Diagnostic checklists thus become established as good science and contribute legitimacy to the proliferation of new diagnoses and new medications. Therefore, although checklists can facilitate diagnostic reliability, too often they become self-serving industry tools and lead to inflated statistics about how many people are “suffering” from a disorder.5 They also make it more difficult for researchers and clinicians to consider context and individual variability. The end result of a diagnostic manual with acceptable reliability but limited validity is that it allows pharmaceutical companies to bring what has been referred to as “me-too” drugs to market—medications that are just different enough from existing pharmaceutical agents that they can be patent-protected. Many existing and “new” agents can be helpful in the short-term for symptomatic relief but also have increasing risks of adverse effects with long-term use, leading to a decreasing benefit­to-risk ratio as time goes on. The relative neglect of psychodynamically informed narrative descriptions in DSM has led to it being of limited use in serving as a guide for psychodynamically informed treatment approaches whose benefit-to-risk ratio increases over time.6,7

Clearly, if the APA is to continue to be entrusted with the task of creating unbiased diagnostic systems and treatment guidelines, it must refocus attention on the issue of diagnostic validity and move beyond its current exclusive self-monitoring practice. To best ensure that psychiatric guidelines are objective and evidence-based, we offer the following recommendations:

1. In May 2008, the APA began the process of restoring credibility by naming all of the DSM panel members and making public all of the disclosures from work group members. Unfortunately, there are still work groups with a majority of mem­­bers who have disclosed industry relationships. We recommend that the APA review the composition of these newly identified work groups and institute a policy that ensures that no panel has a majority of members with ties to the pharmaceutical industry. Also, a feasible and practical way to ensure bal­ance and avoid undue influence is to have critics of industry actively recruited to be on the various panels.
 

2. In addition to disclosing direct financial relationships (eg, consultancies, honoraria), individuals should be required to disclose indirect support. These include support received by one’s institution in the form of pooled funds for academic departments, hospitals, and medi-cal schools. Unrestricted research grants (eg, the ties of associated principal investigators on joint research projects or family members who have received industry support) should be revealed.
 

3. Despite a requirement to disclose potential COIs, many individuals fail to do so—as researchers and investigative journalists have demonstrated. The threshold of disclosure should be consistent with the current standard for informed consent.8 Specifically, the industry ties and financial benefits that must be disclosed are those that a reasonable patient would want to know rather than what professionals generally tell their patients. (If a reasonable patient being treated according to an APA treatment guideline wants to know about an industry tie, then the individual should disclose this information. Such information should be disclosed even if most professionals or colleagues do not consider such a tie to be a COI.)
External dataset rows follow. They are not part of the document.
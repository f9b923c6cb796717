//! End-to-end pipeline benchmarks.
//!
//! Times `PrimPath::run` from raw edge triples to the answered query:
//! validation, Prim's builder, the tree graph, and the depth-first search.
//! The query joins the two highest-numbered vertices, which usually sit
//! far apart in the tree.
#![expect(
    missing_docs,
    reason = "Criterion macros generate items without doc comments"
)]
#![expect(
    clippy::shadow_reuse,
    reason = "Criterion bench_with_input closures rebind parameter names"
)]
use criterion::{BenchmarkId, Criterion, criterion_group, criterion_main};

use primpath_benches::{
    error::BenchSetupError,
    params::GraphBenchParams,
    source::{Density, SyntheticGraph, SyntheticGraphConfig},
};
use primpath_core::PrimPathBuilder;

/// Seed used for all synthetic graph generation in this benchmark.
const SEED: u64 = 7;

/// Largest generated edge cost.
const MAX_COST: u64 = 1_000;

/// Vertex counts to benchmark.
const VERTEX_COUNTS: &[usize] = &[100, 1_000, 4_000];

fn pipeline_impl(c: &mut Criterion) -> Result<(), BenchSetupError> {
    let mut group = c.benchmark_group("pipeline");
    group.sample_size(20);
    let runner = PrimPathBuilder::new().build();

    for &vertex_count in VERTEX_COUNTS {
        let params = GraphBenchParams {
            vertex_count,
            density: Density::Sparse { extra_per_vertex: 3 },
        };
        let synthetic = SyntheticGraph::generate(&SyntheticGraphConfig {
            vertex_count,
            density: params.density,
            max_cost: MAX_COST,
            seed: SEED,
        })?;
        let last = synthetic.vertex_count().saturating_sub(1);
        let problem = synthetic.problem(last.saturating_sub(1).max(0), last);

        group.bench_with_input(BenchmarkId::from_parameter(params), &problem, |b, problem| {
            b.iter(|| runner.run(problem));
        });
    }

    group.finish();
    Ok(())
}

fn pipeline(c: &mut Criterion) {
    if let Err(err) = pipeline_impl(c) {
        panic!("pipeline benchmark setup failed: {err}");
    }
}

criterion_group!(benches, pipeline);
criterion_main!(benches);
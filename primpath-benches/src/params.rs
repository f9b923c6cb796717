//! Benchmark parameter types.

use std::fmt;

use crate::source::Density;

/// Parameters for one graph-size benchmark point.
#[derive(Clone, Copy, Debug)]
pub struct GraphBenchParams {
    /// Number of vertices in the generated graph.
    pub vertex_count: usize,
    /// Edge density of the generated graph.
    pub density: Density,
}

impl fmt::Display for GraphBenchParams {
    fn fmt(&self, f: &mut fmt::Formatter<'_>) -> fmt::Result {
        write!(f, "n={},{}", self.vertex_count, self.density)
    }
}
//! Seeded synthetic graphs for benchmarking.
//!
//! Every generated graph is connected: a random spanning tree over a
//! shuffled vertex order comes first, then extra edges according to the
//! requested [`Density`]. Repeated vertex pairs and self-loops are skipped so
//! the result always passes graph validation.

use std::collections::HashSet;
use std::fmt;

use primpath_core::{Graph, ProblemInput, RawEdge};
use rand::seq::SliceRandom;
use rand::{Rng, SeedableRng, rngs::SmallRng};

use crate::error::BenchSetupError;

/// How many edges beyond the spanning tree a graph receives.
#[derive(Clone, Copy, Debug, PartialEq, Eq)]
pub enum Density {
    /// About `extra_per_vertex` random edges per vertex.
    Sparse {
        /// Random edge attempts per vertex.
        extra_per_vertex: usize,
    },
    /// Every vertex pair is connected.
    Complete,
}

impl fmt::Display for Density {
    fn fmt(&self, f: &mut fmt::Formatter<'_>) -> fmt::Result {
        match self {
            Self::Sparse { extra_per_vertex } => write!(f, "sparse+{extra_per_vertex}"),
            Self::Complete => f.write_str("complete"),
        }
    }
}

/// Configuration for synthetic graph generation.
#[derive(Clone, Copy, Debug)]
pub struct SyntheticGraphConfig {
    /// Number of vertices.
    pub vertex_count: usize,
    /// Edge density.
    pub density: Density,
    /// Upper bound, inclusive, for edge costs.
    pub max_cost: u64,
    /// RNG seed for reproducibility.
    pub seed: u64,
}

/// A connected graph described as raw edge triples.
///
/// # Examples
///
/// ```
/// use primpath_benches::source::{Density, SyntheticGraph, SyntheticGraphConfig};
///
/// let config = SyntheticGraphConfig {
///     vertex_count: 10,
///     density: Density::Sparse { extra_per_vertex: 2 },
///     max_cost: 100,
///     seed: 7,
/// };
/// let synthetic = SyntheticGraph::generate(&config)?;
/// let graph = synthetic.graph()?;
/// assert_eq!(graph.vertex_count(), 10);
/// assert!(graph.edge_count() >= 9);
/// # Ok::<(), primpath_benches::error::BenchSetupError>(())
/// ```
#[derive(Clone, Debug)]
pub struct SyntheticGraph {
    vertex_count: i64,
    edges: Vec<RawEdge>,
}

impl SyntheticGraph {
    /// Generates a connected graph from the given configuration.
    ///
    /// # Errors
    ///
    /// Returns [`BenchSetupError::InvalidConfig`] if `vertex_count` is zero
    /// and [`BenchSetupError::Overflow`] if a vertex id or cost does not fit
    /// the signed input representation.
    pub fn generate(config: &SyntheticGraphConfig) -> Result<Self, BenchSetupError> {
        if config.vertex_count == 0 {
            return Err(BenchSetupError::InvalidConfig {
                reason: "vertex count must be greater than zero",
            });
        }

        let mut rng = SmallRng::seed_from_u64(config.seed);
        let mut pairs = PairSet::default();

        let mut order: Vec<usize> = (0..config.vertex_count).collect();
        order.shuffle(&mut rng);
        for (index, &vertex) in order.iter().enumerate().skip(1) {
            if let Some(&anchor) = order.get(rng.gen_range(0..index)) {
                pairs.push(vertex, anchor, rng.gen_range(0..=config.max_cost));
            }
        }

        match config.density {
            Density::Sparse { extra_per_vertex } => {
                let attempts = config.vertex_count.saturating_mul(extra_per_vertex);
                for _ in 0..attempts {
                    let left = rng.gen_range(0..config.vertex_count);
                    let right = rng.gen_range(0..config.vertex_count);
                    pairs.push(left, right, rng.gen_range(0..=config.max_cost));
                }
            }
            Density::Complete => {
                for left in 0..config.vertex_count {
                    for right in (left + 1)..config.vertex_count {
                        pairs.push(left, right, rng.gen_range(0..=config.max_cost));
                    }
                }
            }
        }

        let edges = pairs
            .edges
            .into_iter()
            .map(|(left, right, cost)| -> Result<RawEdge, BenchSetupError> {
                Ok(RawEdge::new(
                    signed(left, "vertex id")?,
                    signed(right, "vertex id")?,
                    i64::try_from(cost).map_err(|_| BenchSetupError::Overflow {
                        context: "edge cost",
                    })?,
                ))
            })
            .collect::<Result<Vec<_>, _>>()?;

        Ok(Self {
            vertex_count: signed(config.vertex_count, "vertex count")?,
            edges,
        })
    }

    /// Returns the number of vertices.
    #[must_use]
    pub const fn vertex_count(&self) -> i64 {
        self.vertex_count
    }

    /// Returns the edges in generation order.
    #[must_use]
    pub fn edges(&self) -> &[RawEdge] {
        &self.edges
    }

    /// Builds the validated graph store.
    ///
    /// # Errors
    ///
    /// Returns [`BenchSetupError::Core`] if validation fails, which a
    /// generated graph never does.
    pub fn graph(&self) -> Result<Graph, BenchSetupError> {
        Ok(Graph::from_edges(self.vertex_count, &self.edges)?)
    }

    /// Wraps the graph in a problem asking for the path from `first` to
    /// `last`.
    #[must_use]
    pub fn problem(&self, first: i64, last: i64) -> ProblemInput {
        ProblemInput::new(self.vertex_count, self.edges.clone(), first, last)
    }
}

fn signed(value: usize, context: &'static str) -> Result<i64, BenchSetupError> {
    i64::try_from(value).map_err(|_| BenchSetupError::Overflow { context })
}

#[derive(Default)]
struct PairSet {
    edges: Vec<(usize, usize, u64)>,
    seen: HashSet<(usize, usize)>,
}

impl PairSet {
    fn push(&mut self, left: usize, right: usize, cost: u64) {
        if left != right && self.seen.insert((left.min(right), left.max(right))) {
            self.edges.push((left, right, cost));
        }
    }
}
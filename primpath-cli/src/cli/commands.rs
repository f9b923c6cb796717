//! Command implementations and argument parsing for the primpath CLI.

use std::fs;
use std::io::{self, Read, Write};
use std::path::{Path, PathBuf};

use clap::{Args, Parser, Subcommand};
use primpath_core::{
    DEFAULT_ROOT, Graph, PathOutcome, PrimPathBuilder, PrimPathError, ProblemInput,
    SpanningTree, VertexId, build_mst_from,
};
use thiserror::Error;
use tracing::{Span, field, info, instrument};

/// Path argument that selects standard input.
const STDIN_PATH: &str = "-";

/// Top-level CLI options parsed by [`clap`].
#[derive(Debug, Parser, Clone)]
#[command(
    name = "primpath",
    about = "Find paths over the minimum spanning tree of a weighted graph."
)]
pub struct Cli {
    /// Command to execute.
    #[command(subcommand)]
    pub command: Command,
}

/// Supported CLI commands.
#[derive(Debug, Subcommand, Clone)]
pub enum Command {
    /// Print the spanning-tree path between the query vertices.
    Path(PathCommand),
    /// Print the minimum spanning tree as a parent table.
    Mst(MstCommand),
}

/// Options accepted by the `path` command.
#[derive(Debug, Args, Clone)]
pub struct PathCommand {
    /// Problem file, or `-` for standard input.
    #[arg(default_value = STDIN_PATH)]
    pub input: PathBuf,

    /// Vertex the spanning tree is grown from.
    #[arg(long, default_value_t = DEFAULT_ROOT)]
    pub root: VertexId,

    /// Print the input graph's adjacency lists before the path.
    #[arg(long)]
    pub show_graph: bool,

    /// Print the spanning tree's adjacency lists before the path.
    #[arg(long)]
    pub show_tree: bool,
}

/// Options accepted by the `mst` command.
#[derive(Debug, Args, Clone)]
pub struct MstCommand {
    /// Problem file, or `-` for standard input. The query line is read but
    /// not used.
    #[arg(default_value = STDIN_PATH)]
    pub input: PathBuf,

    /// Vertex the spanning tree is grown from.
    #[arg(long, default_value_t = DEFAULT_ROOT)]
    pub root: VertexId,
}

/// Errors surfaced while executing CLI commands.
#[derive(Debug, Error)]
pub enum CliError {
    /// Reading the problem text failed.
    #[error("failed to read `{path}`: {source}")]
    Io {
        /// Path that triggered the failure.
        path: PathBuf,
        /// Underlying operating system error.
        #[source]
        source: io::Error,
    },
    /// Parsing or the pipeline failed.
    #[error(transparent)]
    Core(#[from] PrimPathError),
}

/// What the `path` command found, plus the graphs it was asked to show.
#[derive(Debug, Clone)]
pub struct PathSummary {
    /// Path query outcome.
    pub outcome: PathOutcome,
    /// Input graph, when `--show-graph` was given.
    pub graph: Option<Graph>,
    /// Spanning tree graph, when `--show-tree` was given.
    pub tree_graph: Option<Graph>,
}

/// Summarises the outcome of executing a CLI command.
#[derive(Debug, Clone)]
pub enum ExecutionSummary {
    /// Result of the `path` command.
    Path(PathSummary),
    /// Result of the `mst` command.
    Mst(SpanningTree),
}

/// Executes the CLI command represented by `cli`.
///
/// # Errors
/// Returns [`CliError`] when reading the input, parsing it, or running the
/// pipeline fails.
///
/// # Examples
/// ```
/// # use std::error::Error;
/// # use primpath_cli::cli::{Cli, Command, ExecutionSummary, PathCommand, run_cli};
/// # use tempfile::NamedTempFile;
/// #
/// # fn main() -> Result<(), Box<dyn Error>> {
/// let file = NamedTempFile::new()?;
/// std::fs::write(file.path(), "4 4 0 1 1 1 2 2 2 3 3 0 3 10 0 3\n")?;
/// let cli = Cli {
///     command: Command::Path(PathCommand {
///         input: file.path().to_path_buf(),
///         root: 0,
///         show_graph: false,
///         show_tree: false,
///     }),
/// };
/// let ExecutionSummary::Path(summary) = run_cli(cli)? else {
///     unreachable!("path command yields a path summary");
/// };
/// assert_eq!(summary.outcome.path().map(ToString::to_string).as_deref(), Some("0 1 2 3"));
/// # Ok(())
/// # }
/// ```
#[instrument(
    name = "cli.run",
    err,
    skip(cli),
    fields(command = field::Empty),
)]
pub fn run_cli(cli: Cli) -> Result<ExecutionSummary, CliError> {
    let span = Span::current();
    match cli.command {
        Command::Path(command) => {
            span.record("command", field::display("path"));
            run_path(&command).map(ExecutionSummary::Path)
        }
        Command::Mst(command) => {
            span.record("command", field::display("mst"));
            run_mst(&command).map(ExecutionSummary::Mst)
        }
    }
}

#[instrument(
    name = "cli.path",
    err,
    skip(command),
    fields(input = %command.input.display(), root = command.root),
)]
pub(super) fn run_path(command: &PathCommand) -> Result<PathSummary, CliError> {
    let input = ProblemInput::parse(&read_input(&command.input)?)?;
    let output = PrimPathBuilder::new()
        .with_root(command.root)
        .with_retain_tree(command.show_graph || command.show_tree)
        .build()
        .run(&input)?;

    let found = output.outcome().path().map(|path| path.len());
    info!(path_len = found, "path command completed");
    Ok(PathSummary {
        outcome: output.outcome().clone(),
        graph: output.graph().filter(|_| command.show_graph).cloned(),
        tree_graph: output.tree_graph().filter(|_| command.show_tree).cloned(),
    })
}

#[instrument(
    name = "cli.mst",
    err,
    skip(command),
    fields(input = %command.input.display(), root = command.root),
)]
pub(super) fn run_mst(command: &MstCommand) -> Result<SpanningTree, CliError> {
    let input = ProblemInput::parse(&read_input(&command.input)?)?;
    let graph = Graph::from_edges(input.vertex_count(), input.edges())?;
    let tree = build_mst_from(&graph, command.root)?;
    info!(
        vertices = tree.vertex_count(),
        total_weight = tree.total_weight(),
        "mst command completed"
    );
    Ok(tree)
}

#[instrument(name = "cli.read_input", err)]
pub(super) fn read_input(path: &Path) -> Result<String, CliError> {
    let into_cli = |source: io::Error| CliError::Io {
        path: path.to_path_buf(),
        source,
    };
    if path.as_os_str() == STDIN_PATH {
        let mut text = String::new();
        io::stdin().lock().read_to_string(&mut text).map_err(into_cli)?;
        return Ok(text);
    }
    fs::read_to_string(path).map_err(into_cli)
}

/// Renders `summary` to `writer` in a human-readable text format.
///
/// A found path prints as space-separated vertex ids; a query the tree does
/// not connect prints `NO PATH`. The `mst` summary prints one
/// `vertex<TAB>parent<TAB>cost` row per vertex, with `-` as the root's
/// parent, followed by the total weight.
///
/// # Errors
/// Returns [`io::Error`] if writing to the supplied writer fails.
///
/// # Examples
/// ```
/// # use std::error::Error;
/// # use primpath_cli::cli::{ExecutionSummary, PathSummary, render_summary};
/// # use primpath_core::{PathOutcome, build_tree_paths, find_path};
/// #
/// # fn main() -> Result<(), Box<dyn Error>> {
/// let tree = build_tree_paths(&[None, Some(0), Some(1)])?;
/// let summary = ExecutionSummary::Path(PathSummary {
///     outcome: PathOutcome::Found(find_path(&tree, 2, 0)?),
///     graph: None,
///     tree_graph: None,
/// });
/// let mut buffer = Vec::new();
/// render_summary(&summary, &mut buffer)?;
/// assert_eq!(String::from_utf8(buffer)?, "2 1 0\n");
/// # Ok(())
/// # }
/// ```
pub fn render_summary(summary: &ExecutionSummary, mut writer: impl Write) -> io::Result<()> {
    match summary {
        ExecutionSummary::Path(path) => {
            if let Some(graph) = &path.graph {
                writeln!(writer, "input graph:")?;
                write!(writer, "{graph}")?;
            }
            if let Some(tree_graph) = &path.tree_graph {
                writeln!(writer, "spanning tree:")?;
                write!(writer, "{tree_graph}")?;
            }
            match &path.outcome {
                PathOutcome::Found(found) => writeln!(writer, "{found}"),
                PathOutcome::NoPath { .. } => writeln!(writer, "NO PATH"),
            }
        }
        ExecutionSummary::Mst(tree) => {
            for (vertex, parent) in tree.parents().iter().enumerate() {
                let cost = tree.entry_cost(vertex).unwrap_or_default();
                match parent {
                    Some(parent) => writeln!(writer, "{vertex}\t{parent}\t{cost}")?,
                    None => writeln!(writer, "{vertex}\t-\t{cost}")?,
                }
            }
            writeln!(writer, "total weight: {}", tree.total_weight())
        }
    }
}
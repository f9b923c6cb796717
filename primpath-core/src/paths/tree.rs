//! Materialises a parent-pointer tree as a bidirectional adjacency store.

use tracing::{debug, instrument, warn};

use crate::{
    error::{PrimPathError, Result},
    graph::{Graph, VertexId},
};

/// Builds a zero-cost tree graph from a parent array.
///
/// Every vertex with a parent contributes one undirected edge to that
/// parent, inserted with the graph store's sorted insertion. Roots add no
/// edge of their own but still receive edges from their children. The
/// returned graph shares nothing with the graph the tree was computed from.
///
/// # Errors
/// Returns [`PrimPathError::InvalidEdgeSpec`] when a parent is not a vertex
/// of the array or a vertex names itself as parent,
/// [`PrimPathError::DuplicateEdge`] when two vertices name each other as
/// parent, and [`PrimPathError::AllocationFailure`] when storage runs out.
///
/// # Examples
/// ```
/// use primpath_core::build_tree_paths;
///
/// let tree = build_tree_paths(&[None, Some(0), Some(0)])?;
/// let root_neighbours: Vec<usize> = tree.neighbors(0).iter().map(|e| e.neighbor()).collect();
/// assert_eq!(root_neighbours, vec![1, 2]);
/// assert!(tree.neighbors(2).iter().all(|e| e.cost() == 0));
/// # Ok::<(), primpath_core::PrimPathError>(())
/// ```
#[instrument(
    name = "core.build_tree_paths",
    err,
    skip(parents),
    fields(vertices = parents.len()),
)]
pub fn build_tree_paths(parents: &[Option<VertexId>]) -> Result<Graph> {
    let mut tree = Graph::with_vertex_count(parents.len())?;
    for (child, entry) in parents.iter().enumerate() {
        let Some(parent) = *entry else {
            continue;
        };
        if tree.has_edge(child, parent) {
            warn!(child, parent, "parent link repeats an existing tree edge");
            return Err(PrimPathError::DuplicateEdge {
                index: child,
                left: child,
                right: parent,
            });
        }
        tree.insert_edge(child, parent, 0)?;
    }
    debug!(edges = tree.edge_count(), "tree adjacency built");
    Ok(tree)
}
Transparency of potential COIs is critical for the conduct of psychiatric teaching, research, and clinical care. To restore public trust and protect patients’ welfare, the field must require more than the mere reporting of blatant COIs. We need to expand the scope for disclosure, develop patient-centered policies, and eventually have diagnostic and treatment guidelines produced by an organization that is not beholden to industry funding.